▶ **WORK ORDER**
Please return every line in the entries below with the word "components" in it.

-------

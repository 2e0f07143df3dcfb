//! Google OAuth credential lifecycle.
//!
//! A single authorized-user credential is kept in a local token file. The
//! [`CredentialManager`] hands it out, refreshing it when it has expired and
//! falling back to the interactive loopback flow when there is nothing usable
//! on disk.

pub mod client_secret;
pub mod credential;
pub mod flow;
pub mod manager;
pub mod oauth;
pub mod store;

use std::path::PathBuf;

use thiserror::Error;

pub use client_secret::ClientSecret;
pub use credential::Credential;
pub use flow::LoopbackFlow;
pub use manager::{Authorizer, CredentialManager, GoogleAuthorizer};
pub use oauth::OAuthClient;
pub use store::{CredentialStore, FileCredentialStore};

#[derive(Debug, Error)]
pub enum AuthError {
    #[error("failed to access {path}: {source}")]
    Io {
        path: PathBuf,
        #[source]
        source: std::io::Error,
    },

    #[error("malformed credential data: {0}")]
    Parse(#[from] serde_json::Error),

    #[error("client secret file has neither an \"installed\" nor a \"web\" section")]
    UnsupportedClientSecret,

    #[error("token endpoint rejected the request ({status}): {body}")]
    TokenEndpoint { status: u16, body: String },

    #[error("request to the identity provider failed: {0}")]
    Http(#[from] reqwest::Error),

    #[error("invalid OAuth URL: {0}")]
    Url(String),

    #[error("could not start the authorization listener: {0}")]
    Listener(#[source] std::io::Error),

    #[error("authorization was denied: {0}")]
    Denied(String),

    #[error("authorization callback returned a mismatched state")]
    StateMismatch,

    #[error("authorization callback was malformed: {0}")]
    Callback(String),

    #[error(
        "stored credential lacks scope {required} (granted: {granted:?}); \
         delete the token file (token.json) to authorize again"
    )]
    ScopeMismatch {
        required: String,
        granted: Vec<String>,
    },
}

-------

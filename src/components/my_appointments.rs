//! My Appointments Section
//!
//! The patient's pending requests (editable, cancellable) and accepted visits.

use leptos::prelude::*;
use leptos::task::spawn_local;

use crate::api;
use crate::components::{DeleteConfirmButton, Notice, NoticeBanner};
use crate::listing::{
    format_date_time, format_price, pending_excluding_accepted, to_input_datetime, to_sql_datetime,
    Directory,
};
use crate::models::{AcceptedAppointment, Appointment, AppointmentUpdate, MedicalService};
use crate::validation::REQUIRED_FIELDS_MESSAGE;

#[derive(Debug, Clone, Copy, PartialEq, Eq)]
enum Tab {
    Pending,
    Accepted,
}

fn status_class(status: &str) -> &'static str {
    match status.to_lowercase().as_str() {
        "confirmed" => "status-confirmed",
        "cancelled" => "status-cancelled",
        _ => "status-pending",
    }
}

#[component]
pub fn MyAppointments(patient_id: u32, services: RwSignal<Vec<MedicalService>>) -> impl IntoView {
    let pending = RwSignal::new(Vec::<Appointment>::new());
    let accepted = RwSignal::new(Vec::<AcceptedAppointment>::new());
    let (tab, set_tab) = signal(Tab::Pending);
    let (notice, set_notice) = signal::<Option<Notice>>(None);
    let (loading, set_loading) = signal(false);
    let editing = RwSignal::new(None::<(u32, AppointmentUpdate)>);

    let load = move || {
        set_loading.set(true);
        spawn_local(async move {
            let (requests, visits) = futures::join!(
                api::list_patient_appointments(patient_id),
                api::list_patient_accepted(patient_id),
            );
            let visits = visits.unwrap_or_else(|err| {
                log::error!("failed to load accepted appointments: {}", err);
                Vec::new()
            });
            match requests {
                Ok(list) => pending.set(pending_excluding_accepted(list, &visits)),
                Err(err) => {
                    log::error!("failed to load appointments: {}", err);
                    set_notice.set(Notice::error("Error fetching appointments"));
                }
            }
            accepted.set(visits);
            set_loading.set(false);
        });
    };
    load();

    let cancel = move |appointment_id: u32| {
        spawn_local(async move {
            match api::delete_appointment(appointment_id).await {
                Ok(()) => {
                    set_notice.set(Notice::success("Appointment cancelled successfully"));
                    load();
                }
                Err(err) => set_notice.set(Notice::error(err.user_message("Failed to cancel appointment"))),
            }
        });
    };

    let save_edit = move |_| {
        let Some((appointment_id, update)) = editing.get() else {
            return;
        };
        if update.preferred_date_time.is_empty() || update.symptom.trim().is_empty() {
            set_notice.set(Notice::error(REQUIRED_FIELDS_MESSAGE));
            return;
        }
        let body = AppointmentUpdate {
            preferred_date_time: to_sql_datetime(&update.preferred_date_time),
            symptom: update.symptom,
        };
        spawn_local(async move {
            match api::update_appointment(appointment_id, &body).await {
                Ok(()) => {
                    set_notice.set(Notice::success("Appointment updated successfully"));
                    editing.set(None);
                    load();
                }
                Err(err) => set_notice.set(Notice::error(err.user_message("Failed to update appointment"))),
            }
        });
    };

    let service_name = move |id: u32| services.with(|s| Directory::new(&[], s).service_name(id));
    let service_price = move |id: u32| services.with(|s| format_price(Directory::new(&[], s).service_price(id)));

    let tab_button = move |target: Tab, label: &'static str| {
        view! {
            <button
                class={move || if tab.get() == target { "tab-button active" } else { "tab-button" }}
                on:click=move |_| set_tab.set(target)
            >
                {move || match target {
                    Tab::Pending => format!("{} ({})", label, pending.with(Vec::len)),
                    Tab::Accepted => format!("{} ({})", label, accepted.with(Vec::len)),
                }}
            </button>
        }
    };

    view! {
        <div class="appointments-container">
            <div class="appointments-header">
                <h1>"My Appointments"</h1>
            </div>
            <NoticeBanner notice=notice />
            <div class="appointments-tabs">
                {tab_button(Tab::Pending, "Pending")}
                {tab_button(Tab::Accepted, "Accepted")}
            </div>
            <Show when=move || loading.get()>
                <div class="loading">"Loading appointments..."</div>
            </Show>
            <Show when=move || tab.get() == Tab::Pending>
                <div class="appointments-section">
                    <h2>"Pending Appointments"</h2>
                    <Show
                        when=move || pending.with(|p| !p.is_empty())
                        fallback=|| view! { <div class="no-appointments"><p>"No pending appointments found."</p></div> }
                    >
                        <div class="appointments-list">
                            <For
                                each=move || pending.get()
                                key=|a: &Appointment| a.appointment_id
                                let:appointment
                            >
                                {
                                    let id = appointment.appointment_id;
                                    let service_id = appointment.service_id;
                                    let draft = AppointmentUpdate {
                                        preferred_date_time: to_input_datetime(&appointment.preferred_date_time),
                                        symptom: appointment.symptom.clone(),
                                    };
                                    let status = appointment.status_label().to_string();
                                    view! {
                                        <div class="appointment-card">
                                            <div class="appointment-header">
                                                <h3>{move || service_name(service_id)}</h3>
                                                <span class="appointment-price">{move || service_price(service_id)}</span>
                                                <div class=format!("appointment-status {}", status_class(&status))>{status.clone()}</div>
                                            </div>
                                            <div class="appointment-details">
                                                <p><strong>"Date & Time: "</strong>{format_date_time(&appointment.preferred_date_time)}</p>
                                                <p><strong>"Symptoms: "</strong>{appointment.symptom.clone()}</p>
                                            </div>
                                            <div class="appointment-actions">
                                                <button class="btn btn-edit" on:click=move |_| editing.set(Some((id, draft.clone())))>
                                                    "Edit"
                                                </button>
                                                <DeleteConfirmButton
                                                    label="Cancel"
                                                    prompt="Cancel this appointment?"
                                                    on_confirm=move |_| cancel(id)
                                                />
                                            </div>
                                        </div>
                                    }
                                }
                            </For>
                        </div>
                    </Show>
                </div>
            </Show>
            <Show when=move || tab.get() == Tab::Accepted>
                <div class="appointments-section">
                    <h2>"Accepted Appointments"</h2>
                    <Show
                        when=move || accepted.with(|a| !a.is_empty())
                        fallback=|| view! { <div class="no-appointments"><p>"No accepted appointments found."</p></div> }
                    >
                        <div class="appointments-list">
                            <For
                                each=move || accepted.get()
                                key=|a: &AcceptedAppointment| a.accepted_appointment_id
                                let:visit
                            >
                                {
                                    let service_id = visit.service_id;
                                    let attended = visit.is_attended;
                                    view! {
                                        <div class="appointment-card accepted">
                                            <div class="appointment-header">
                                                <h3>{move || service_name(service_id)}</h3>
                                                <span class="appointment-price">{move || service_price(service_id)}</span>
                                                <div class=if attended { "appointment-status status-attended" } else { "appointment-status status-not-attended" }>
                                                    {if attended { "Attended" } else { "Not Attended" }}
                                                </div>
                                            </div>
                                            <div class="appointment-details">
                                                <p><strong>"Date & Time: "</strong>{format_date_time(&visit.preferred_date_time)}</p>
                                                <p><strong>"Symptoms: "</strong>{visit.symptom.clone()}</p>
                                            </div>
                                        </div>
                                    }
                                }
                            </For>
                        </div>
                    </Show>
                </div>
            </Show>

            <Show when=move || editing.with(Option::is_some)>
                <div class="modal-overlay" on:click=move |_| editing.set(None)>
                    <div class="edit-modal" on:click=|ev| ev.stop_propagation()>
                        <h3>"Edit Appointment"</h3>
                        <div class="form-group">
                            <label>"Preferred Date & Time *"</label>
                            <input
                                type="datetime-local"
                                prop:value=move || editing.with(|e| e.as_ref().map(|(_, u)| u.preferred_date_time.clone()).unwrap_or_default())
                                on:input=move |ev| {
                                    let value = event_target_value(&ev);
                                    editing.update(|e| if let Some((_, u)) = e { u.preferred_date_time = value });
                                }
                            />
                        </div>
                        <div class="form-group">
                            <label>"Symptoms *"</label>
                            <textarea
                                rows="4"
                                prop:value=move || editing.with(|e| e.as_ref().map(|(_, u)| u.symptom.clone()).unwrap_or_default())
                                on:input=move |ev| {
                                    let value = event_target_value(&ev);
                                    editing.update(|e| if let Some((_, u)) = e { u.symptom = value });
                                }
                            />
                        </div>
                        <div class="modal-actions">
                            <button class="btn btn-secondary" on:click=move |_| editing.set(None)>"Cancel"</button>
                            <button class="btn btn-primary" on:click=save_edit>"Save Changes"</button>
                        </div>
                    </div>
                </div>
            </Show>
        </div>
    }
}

-------

▶ **SOLUTION FOR THIS PROBLEM**
filename src/components/my_appointments.rs
use crate::components::{DeleteConfirmButton, Notice, NoticeBanner};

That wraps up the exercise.